The Trump tax reform didn’t reform enough—the old system of high marginal rates and voluminous deductions and credits largely continues. Although nearly 90% of individual filers take the new, larger standard deductions, we now have two parallel systems.

A VAT would make more transparent how much new government programs cost and let voters decide whether bumping up the rates are worth their benefits.  

Many folks who itemized before keep the same records and enter the same information into tax software that determine whether they are better off itemizing or taking the $12,400 standard deduction for individuals or $24,800 for married couples.

Compiling and providing so much detail about our activities and expenses to the federal government and tax professionals is an unconscionable intrusion on privacy.

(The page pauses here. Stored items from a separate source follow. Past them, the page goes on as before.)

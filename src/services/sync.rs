//! # 할당 동기화
//!
//! 편집 화면에서 고른 "원하는 집합"과 저장된 연결 목록의 차이를 계산해
//! 필요한 삭제와 생성만 실행합니다.
//!
//! ```text
//! 저장됨 {A, B, C}   원함 {B, C, D}
//!        └── diff ──┘
//!   삭제: A   생성: D   (삭제 먼저, 그다음 생성)
//! ```
//!
//! 동기화는 트랜잭션이 아닙니다. 첫 실패에서 멈추고, 이미 적용된 단계는 되돌리지 않으며
//! `AppError::PartialSync`로 몇 단계가 적용됐는지 알려줍니다.

use std::{collections::HashSet, hash::Hash};

use crate::{
    error::AppError,
    models::{
        AssignmentKey, BatchDeleteReport, NewSubjectCourse, NewTeacherSubject, SubjectCourse,
        TeacherSubject, User, UserRole,
    },
    storage::Storage,
};

/// 동기화 결과를 메모리 컬렉션에 합치기 위해 ID를 꺼내는 트레이트
pub trait Identified {
    fn id(&self) -> &str;
}

impl Identified for SubjectCourse {
    fn id(&self) -> &str {
        &self.id
    }
}

impl Identified for TeacherSubject {
    fn id(&self) -> &str {
        &self.id
    }
}

#[derive(Debug)]
pub struct LinkDiff<'a, T, K> {
    pub removed: Vec<&'a T>,
    pub added: Vec<K>,
}

/// 복합 키 기준으로 삭제할 연결과 새로 만들 키를 계산합니다.
///
/// `desired`의 중복 키는 한 번만 생성됩니다.
pub fn diff_links<'a, T, K, F>(original: &'a [T], desired: &[K], key_of: F) -> LinkDiff<'a, T, K>
where
    K: Eq + Hash + Clone,
    F: Fn(&T) -> K,
{
    let wanted: HashSet<&K> = desired.iter().collect();
    let existing: HashSet<K> = original.iter().map(&key_of).collect();

    let removed = original
        .iter()
        .filter(|link| !wanted.contains(&key_of(*link)))
        .collect();

    let mut seen = HashSet::new();
    let added = desired
        .iter()
        .filter(|k| !existing.contains(*k) && seen.insert(*k))
        .cloned()
        .collect();

    LinkDiff { removed, added }
}

#[derive(Debug, Clone, PartialEq, serde::Serialize)]
#[serde(rename_all = "camelCase")]
pub struct SyncReport<T> {
    pub removed_ids: Vec<String>,
    pub created: Vec<T>,
}

impl<T> Default for SyncReport<T> {
    fn default() -> Self {
        Self {
            removed_ids: Vec::new(),
            created: Vec::new(),
        }
    }
}

impl<T: Identified + Clone> SyncReport<T> {
    /// 삭제된 항목을 빼고 생성된 항목을 더합니다. 한 번에 적용됩니다.
    pub fn apply(&self, collection: &mut Vec<T>) {
        let removed: HashSet<&str> = self.removed_ids.iter().map(String::as_str).collect();
        collection.retain(|item| !removed.contains(item.id()));
        collection.extend(self.created.iter().cloned());
    }

    fn partial(&self, err: AppError) -> AppError {
        tracing::error!(
            removed = self.removed_ids.len(),
            created = self.created.len(),
            error = %err,
            "assignment sync aborted"
        );
        AppError::PartialSync {
            removed: self.removed_ids.len(),
            created: self.created.len(),
            message: err.to_string(),
        }
    }
}

/// 과정에 연결된 과목을 `subject_ids` 집합과 같게 만듭니다.
pub async fn sync_course_subjects(
    storage: &dyn Storage,
    course_id: &str,
    subject_ids: &[String],
) -> Result<SyncReport<SubjectCourse>, AppError> {
    let courses = storage.get_courses().await?;
    if !courses.iter().any(|c| c.id == course_id) {
        return Err(AppError::NotFound("Curso".to_string()));
    }

    let original: Vec<SubjectCourse> = storage
        .get_subject_courses()
        .await?
        .into_iter()
        .filter(|l| l.course_id == course_id)
        .collect();
    let diff = diff_links(&original, subject_ids, |l: &SubjectCourse| l.subject_id.clone());

    let mut report = SyncReport::default();
    for link in diff.removed {
        if let Err(e) = storage.delete_subject_course(&link.id).await {
            return Err(report.partial(e));
        }
        report.removed_ids.push(link.id.clone());
    }
    for subject_id in diff.added {
        let input = NewSubjectCourse {
            subject_id,
            course_id: course_id.to_string(),
        };
        match storage.add_subject_course(input).await {
            Ok(created) => report.created.push(created),
            Err(e) => return Err(report.partial(e)),
        }
    }

    tracing::info!(
        course_id,
        removed = report.removed_ids.len(),
        created = report.created.len(),
        "course subjects synced"
    );
    Ok(report)
}

/// 사용자가 존재하고 `profesor` 역할인지 확인합니다.
pub async fn ensure_teacher(storage: &dyn Storage, teacher_id: &str) -> Result<User, AppError> {
    let user = storage
        .get_user(teacher_id)
        .await?
        .ok_or_else(|| AppError::NotFound("Profesor".to_string()))?;
    if user.role != UserRole::Profesor {
        return Err(AppError::Validation(
            "Solo se pueden asignar materias a profesores".to_string(),
        ));
    }
    Ok(user)
}

/// 교사의 (과목, 과정) 할당을 `desired` 집합과 같게 만듭니다.
///
/// 할당을 모두 없애는 편집은 거부됩니다.
pub async fn sync_teacher_assignments(
    storage: &dyn Storage,
    teacher_id: &str,
    desired: &[AssignmentKey],
) -> Result<SyncReport<TeacherSubject>, AppError> {
    if desired.is_empty() {
        return Err(AppError::Validation(
            "Sin asignaciones: seleccione al menos una materia y curso".to_string(),
        ));
    }
    ensure_teacher(storage, teacher_id).await?;

    let original: Vec<TeacherSubject> = storage
        .get_teacher_subjects()
        .await?
        .into_iter()
        .filter(|a| a.teacher_id == teacher_id)
        .collect();
    let diff = diff_links(&original, desired, TeacherSubject::assignment_key);

    let mut report = SyncReport::default();
    for assignment in diff.removed {
        if let Err(e) = storage.delete_teacher_subject(&assignment.id).await {
            return Err(report.partial(e));
        }
        report.removed_ids.push(assignment.id.clone());
    }
    for key in diff.added {
        let input = NewTeacherSubject {
            teacher_id: teacher_id.to_string(),
            subject_id: key.subject_id,
            course_id: key.course_id,
        };
        match storage.add_teacher_subject(input).await {
            Ok(created) => report.created.push(created),
            Err(e) => return Err(report.partial(e)),
        }
    }

    tracing::info!(
        teacher_id,
        removed = report.removed_ids.len(),
        created = report.created.len(),
        "teacher assignments synced"
    );
    Ok(report)
}

/// 주어진 교사들의 할당을 모두 지웁니다 (최선 노력).
pub async fn remove_teacher_assignments(
    storage: &dyn Storage,
    teacher_ids: &[String],
) -> Result<BatchDeleteReport, AppError> {
    let teachers: HashSet<&str> = teacher_ids.iter().map(String::as_str).collect();
    let ids: Vec<String> = storage
        .get_teacher_subjects()
        .await?
        .into_iter()
        .filter(|a| teachers.contains(a.teacher_id.as_str()))
        .map(|a| a.id)
        .collect();
    storage.delete_multiple_teacher_subjects(&ids).await
}

#[cfg(test)]
mod tests {
    use super::*;

    fn link(id: &str, subject_id: &str) -> SubjectCourse {
        SubjectCourse {
            id: id.into(),
            subject_id: subject_id.into(),
            course_id: "c1".into(),
            created_at: String::new(),
        }
    }

    #[test]
    fn diff_removes_missing_and_adds_new_keys() {
        let original = vec![link("1", "A"), link("2", "B"), link("3", "C")];
        let desired: Vec<String> = ["B", "C", "D", "D"].iter().map(|s| s.to_string()).collect();

        let diff = diff_links(&original, &desired, |l: &SubjectCourse| l.subject_id.clone());

        let removed: Vec<&str> = diff.removed.iter().map(|l| l.id.as_str()).collect();
        assert_eq!(removed, vec!["1"]);
        assert_eq!(diff.added, vec!["D".to_string()]);
    }

    #[test]
    fn identical_sets_produce_no_steps() {
        let original = vec![link("1", "A")];
        let diff = diff_links(&original, &["A".to_string()], |l: &SubjectCourse| {
            l.subject_id.clone()
        });
        assert!(diff.removed.is_empty());
        assert!(diff.added.is_empty());
    }

    #[test]
    fn report_apply_merges_in_one_step() {
        let mut collection = vec![link("1", "A"), link("2", "B"), link("3", "C")];
        let report = SyncReport {
            removed_ids: vec!["1".to_string()],
            created: vec![link("4", "D")],
        };
        report.apply(&mut collection);

        let mut subjects: Vec<&str> = collection.iter().map(|l| l.subject_id.as_str()).collect();
        subjects.sort();
        assert_eq!(subjects, vec!["B", "C", "D"]);
    }
}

And the system has been abused under several presidents for political purposes.

The whole system favors wealthy individuals and businesses, who can afford expensive accountants, lawyers and K Street lobbyists, to work the tax code’s insane details and obtain special treatment during the complex processes of perpetually rewriting the tax law and translating it into IRS rules.

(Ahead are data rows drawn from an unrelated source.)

//! # Libro de Temas 웹 서버 진입점
//!
//! 이 파일이 수행하는 작업:
//! 1. 환경변수(.env) 로딩
//! 2. 로깅(tracing) 초기화
//! 3. 설정에 따라 저장소 선택 (로컬 JSON 파일 또는 관계형 DB)
//! 4. 부트스트랩 관리자 계정 생성
//! 5. API 라우터 설정
//! 6. HTTP 서버 시작

use anyhow::Result;
use libro_temas::{
    config::Config,
    routes::{self, AppState},
    storage::{self, DeviceSession},
};
use tracing_subscriber::{layer::SubscriberExt, util::SubscriberInitExt};

#[tokio::main]
async fn main() -> Result<()> {
    // ── 1단계: 환경변수 로딩 ──
    // .env 파일이 없어도 에러 없이 넘어갑니다.
    dotenvy::dotenv().ok();

    // ── 2단계: 로깅(tracing) 초기화 ──
    // RUST_LOG가 없으면 이 크레이트와 tower_http를 debug 레벨로 출력합니다.
    tracing_subscriber::registry()
        .with(
            tracing_subscriber::EnvFilter::try_from_default_env()
                .unwrap_or_else(|_| "libro_temas=debug,tower_http=debug".into()),
        )
        .with(tracing_subscriber::fmt::layer())
        .init();

    // ── 3단계: 설정 로딩과 저장소 선택 ──
    let config = Config::from_env();
    tracing::info!("Starting Libro de Temas server on {}:{}", config.host, config.port);

    // 관계형 저장소 연결에 실패해도 서버는 뜹니다 (쓰기는 503).
    let storage = storage::connect(&config.storage).await;
    let device = DeviceSession::new(&config.local_data_dir);

    // ── 4단계: 부트스트랩 관리자 ──
    // 실패해도 서버는 계속 시작합니다.
    match storage.initialize_data().await {
        Ok(true) => tracing::info!("Bootstrap admin created"),
        Ok(false) => {}
        Err(e) => tracing::warn!("Could not initialize data: {}", e),
    }

    // ── 5단계: 라우터 ──
    let app = routes::app(AppState { storage, device });

    // ── 6단계: 서버 시작 ──
    let addr = format!("{}:{}", config.host, config.port);
    let listener = tokio::net::TcpListener::bind(&addr).await?;
    tracing::info!("Listening on {}", addr);
    axum::serve(listener, app).await?;

    Ok(())
}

Businesses are making decisions for reasons of tax avoidance, not sound economics. Democrats in Congress, and left-leaning think tanks assert U.S. businesses enjoy too many tax incentives to move activities offshore.

How a VAT works

The most effective reform would be to simply replace the $2.2 trillion that the Treasury collects annually through income taxes with a VAT on all private purchases and payments.

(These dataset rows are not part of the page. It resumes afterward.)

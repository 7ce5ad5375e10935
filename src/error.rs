//! # 에러 처리 모듈
//!
//! 애플리케이션에서 발생할 수 있는 모든 에러 타입을 정의합니다.
//!
//! 이 모듈의 핵심:
//! - `AppError` 열거형(enum): 검증 실패, 저장소 거부, 미설정 상태 등 모든 에러를 하나로 통합
//! - `IntoResponse` 구현: 에러를 `{ "error": { "code", "message" } }` HTTP 응답으로 자동 변환
//!
//! ## 에러 분류
//! - 검증 에러(`Validation`, `Conflict`): 저장소 호출 전에 걸러지며 사용자 메시지를 그대로 전달
//! - 저장소 거부(`Database`, `Io`, `Serialization`): 로그에만 상세 내용을 남기고 일반 메시지 반환
//! - 미설정(`NotConfigured`): 관계형 모드가 선택됐지만 연결을 열 수 없는 경우

use axum::{
    http::StatusCode,
    response::{IntoResponse, Response},
    Json,
};
use serde_json::json;
use thiserror::Error;

/// 존재하지 않는 사용자/과목/과정/전공을 참조하는 쓰기에 대한 메시지
pub const MISSING_REFERENCE: &str = "Referencia inexistente";

/// 애플리케이션에서 발생할 수 있는 모든 에러 종류
///
/// 각 variant는 적절한 HTTP 상태 코드와 메시지로 변환됩니다.
/// 어떤 에러도 재시도되지 않으며, 에러를 일으킨 요청 하나에만 영향을 줍니다.
#[derive(Debug, Error)]
pub enum AppError {
    /// 입력값 검증 실패 (HTTP 400)
    #[error("{0}")]
    Validation(String),

    /// 자연키(DNI, 이름, 과목-과정 조합 등) 중복 (HTTP 409)
    #[error("{0}")]
    Conflict(String),

    /// 요청한 레코드를 찾을 수 없음 (HTTP 404)
    /// String에는 어떤 레코드인지 담습니다 (예: "Usuario").
    #[error("{0} no encontrado")]
    NotFound(String),

    /// 로그인: 해당 DNI의 사용자가 없음 (HTTP 401)
    #[error("Usuario no encontrado")]
    UserNotFound,

    /// 로그인: 비밀번호 불일치 (HTTP 401)
    #[error("Contraseña incorrecta")]
    IncorrectPassword,

    /// 로그인하지 않은 상태 (HTTP 401)
    #[error("Unauthorized: {0}")]
    Unauthorized(String),

    /// 역할(role) 또는 소유권 검사 실패 (HTTP 403)
    #[error("Forbidden: {0}")]
    Forbidden(String),

    /// 관계형 저장소가 선택됐지만 사용할 수 없음 (HTTP 503)
    #[error("Almacenamiento remoto no configurado")]
    NotConfigured,

    /// 할당 동기화가 중간에 실패함: 이미 적용된 단계는 되돌리지 않습니다 (HTTP 500)
    #[error("Sincronización incompleta ({removed} eliminadas, {created} creadas): {message}")]
    PartialSync {
        removed: usize,
        created: usize,
        message: String,
    },

    /// 내보내기(xlsx) 생성 실패 (HTTP 500)
    #[error("Export error: {0}")]
    Export(String),

    /// 서버 내부 오류 (HTTP 500)
    #[error("Internal error: {0}")]
    Internal(String),

    /// 데이터베이스 오류 (HTTP 500)
    /// #[from]: sqlx::Error → AppError::Database 자동 변환 (`?` 연산자 사용 가능)
    #[error("Database error: {0}")]
    Database(#[from] sqlx::Error),

    /// 마이그레이션 실패 (HTTP 500)
    #[error("Migration error: {0}")]
    Migration(#[from] sqlx::migrate::MigrateError),

    /// 로컬 저장소 파일 입출력 오류 (HTTP 500)
    #[error("IO error: {0}")]
    Io(#[from] std::io::Error),

    /// 로컬 저장소 JSON 블롭 직렬화/역직렬화 오류 (HTTP 500)
    #[error("Serialization error: {0}")]
    Serialization(#[from] serde_json::Error),
}

impl AppError {
    /// 관계형 저장소의 UNIQUE 제약 위반을 사용자용 `Conflict`로 바꿉니다.
    /// 외래 키 위반은 `Validation(MISSING_REFERENCE)`가 됩니다.
    ///
    /// 클라이언트 측 중복 검사는 빠른 안내일 뿐이고, 최종 판단은 저장소의 제약입니다.
    /// 다른 DB 에러는 그대로 `Database`로 감쌉니다.
    pub fn from_write(err: sqlx::Error, conflict_message: &str) -> Self {
        if let sqlx::Error::Database(ref db_err) = err {
            if db_err.is_unique_violation() {
                return AppError::Conflict(conflict_message.to_string());
            }
            if db_err.is_foreign_key_violation() {
                return AppError::Validation(MISSING_REFERENCE.to_string());
            }
        }
        AppError::Database(err)
    }

    /// 응답 본문에 들어가는 에러 코드 문자열
    pub fn code(&self) -> &'static str {
        match self {
            AppError::Validation(_) => "validation_error",
            AppError::Conflict(_) => "conflict",
            AppError::NotFound(_) => "not_found",
            AppError::UserNotFound => "user_not_found",
            AppError::IncorrectPassword => "incorrect_password",
            AppError::Unauthorized(_) => "unauthorized",
            AppError::Forbidden(_) => "forbidden",
            AppError::NotConfigured => "not_configured",
            AppError::PartialSync { .. } => "partial_sync",
            AppError::Export(_) => "export_error",
            AppError::Internal(_) => "internal_error",
            AppError::Database(_) => "database_error",
            AppError::Migration(_) => "migration_error",
            AppError::Io(_) => "io_error",
            AppError::Serialization(_) => "serialization_error",
        }
    }
}

impl IntoResponse for AppError {
    /// AppError를 HTTP 응답으로 변환합니다.
    ///
    /// 내부 에러(Database, IO, Internal 등)는 실제 에러 내용을 로그에만 기록하고,
    /// 클라이언트에는 일반적인 메시지만 반환합니다.
    fn into_response(self) -> Response {
        let code = self.code();
        let (status, message) = match self {
            AppError::Validation(ref msg) => (StatusCode::BAD_REQUEST, msg.clone()),
            AppError::Conflict(ref msg) => (StatusCode::CONFLICT, msg.clone()),
            AppError::NotFound(_) => (StatusCode::NOT_FOUND, self.to_string()),
            AppError::UserNotFound | AppError::IncorrectPassword => {
                (StatusCode::UNAUTHORIZED, self.to_string())
            }
            AppError::Unauthorized(ref msg) => (StatusCode::UNAUTHORIZED, msg.clone()),
            AppError::Forbidden(ref msg) => (StatusCode::FORBIDDEN, msg.clone()),
            AppError::NotConfigured => (StatusCode::SERVICE_UNAVAILABLE, self.to_string()),
            AppError::PartialSync { .. } => {
                // 부분 적용 상태는 사용자가 알아야 하므로 메시지를 그대로 전달합니다.
                tracing::error!("{}", self);
                (StatusCode::INTERNAL_SERVER_ERROR, self.to_string())
            }
            AppError::Export(ref msg) | AppError::Internal(ref msg) => {
                tracing::error!("Internal error: {}", msg);
                (
                    StatusCode::INTERNAL_SERVER_ERROR,
                    "An internal error occurred".to_string(),
                )
            }
            AppError::Database(ref e) => {
                tracing::error!("Database error: {}", e);
                (
                    StatusCode::INTERNAL_SERVER_ERROR,
                    "A database error occurred".to_string(),
                )
            }
            AppError::Migration(ref e) => {
                tracing::error!("Migration error: {}", e);
                (
                    StatusCode::INTERNAL_SERVER_ERROR,
                    "A database error occurred".to_string(),
                )
            }
            AppError::Io(ref e) => {
                tracing::error!("IO error: {}", e);
                (
                    StatusCode::INTERNAL_SERVER_ERROR,
                    "An IO error occurred".to_string(),
                )
            }
            AppError::Serialization(ref e) => {
                tracing::error!("Serialization error: {}", e);
                (
                    StatusCode::INTERNAL_SERVER_ERROR,
                    "A storage format error occurred".to_string(),
                )
            }
        };

        let body = Json(json!({
            "error": {
                "code": code,
                "message": message
            }
        }));

        (status, body).into_response()
    }
}

#[cfg(test)]
mod tests {
    use super::*;

    #[test]
    fn login_errors_have_distinct_messages() {
        assert_eq!(AppError::UserNotFound.to_string(), "Usuario no encontrado");
        assert_eq!(AppError::IncorrectPassword.to_string(), "Contraseña incorrecta");
        assert_ne!(AppError::UserNotFound.code(), AppError::IncorrectPassword.code());
    }

    #[test]
    fn not_found_names_the_record() {
        let err = AppError::NotFound("Curso".to_string());
        assert_eq!(err.to_string(), "Curso no encontrado");
        assert_eq!(err.into_response().status(), StatusCode::NOT_FOUND);
    }

    #[test]
    fn partial_sync_reports_applied_steps() {
        let err = AppError::PartialSync {
            removed: 1,
            created: 0,
            message: "boom".to_string(),
        };
        assert!(err.to_string().contains("1 eliminadas, 0 creadas"));
    }
}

Businesses and institutions would pay a fixed tax rate on receipts less their outlays for materials, software and equipment, rent and so forth. This subtraction would avoid the double taxation of intermediate goods and services used to make other products as they move through the supply chain to final users.

By taxing goods and services instead of individual income, a VAT would end forever the requirement that ordinary citizens—even those with investment income—keep tedious records and file income-tax returns.

For businesses, it would eliminate headaches with valuing inventories, depreciating buildings and machines and qualifying for special breaks, and save billions in accounting costs and legal fees.

By taxing goods and services at the point of sale, it would end the problem of finding ways to tax activities that U.S. firms park offshore to avoid U.S. taxes.

Overall, businesses and institutions would file much simpler tax returns.

What rate would be required

To replace the revenue that individual and corporate taxes currently generate, the VAT rate could be set at about 10% but two problems remain. A VAT would tax rich and poor consumers at about the same rate. The elderly, who generally rely on savings, already paid taxes on the income that generated those savings during their working years and would be taxed again.

An effective response would be to raise the rate to 13%, and award $4,000 to parents for each child under 19 and to seniors 65 and older. A working single mother with two children, who earned just $7.25 an hour would have a family income above the poverty line.

Under World Trade Organization rules, the VAT would apply to imports, providing additional resources to lessen inequality.

Going a step further, the Social Security and Medicare taxes could be eliminated by raising the rate to 19%.

Such a sales tax might seem high but businesses and individuals would no longer be paying a 15.3% payroll tax on most wages plus income taxes. And businesses would no longer be passing through corporate taxes on the prices they charge.

Biden proposes about $430 billion in new revenue to pay for his policy agenda—that would raise the proposed VAT rate to about 22%. He would have the opportunity to explain why his priorities are worth such a visible increase in taxes.

A VAT would make more transparent how much new government programs cost and let voters decide whether bumping up the rates are worth their benefits.  

Peter Morici is an economist and emeritus business professor at the University of Maryland, and a national columnist.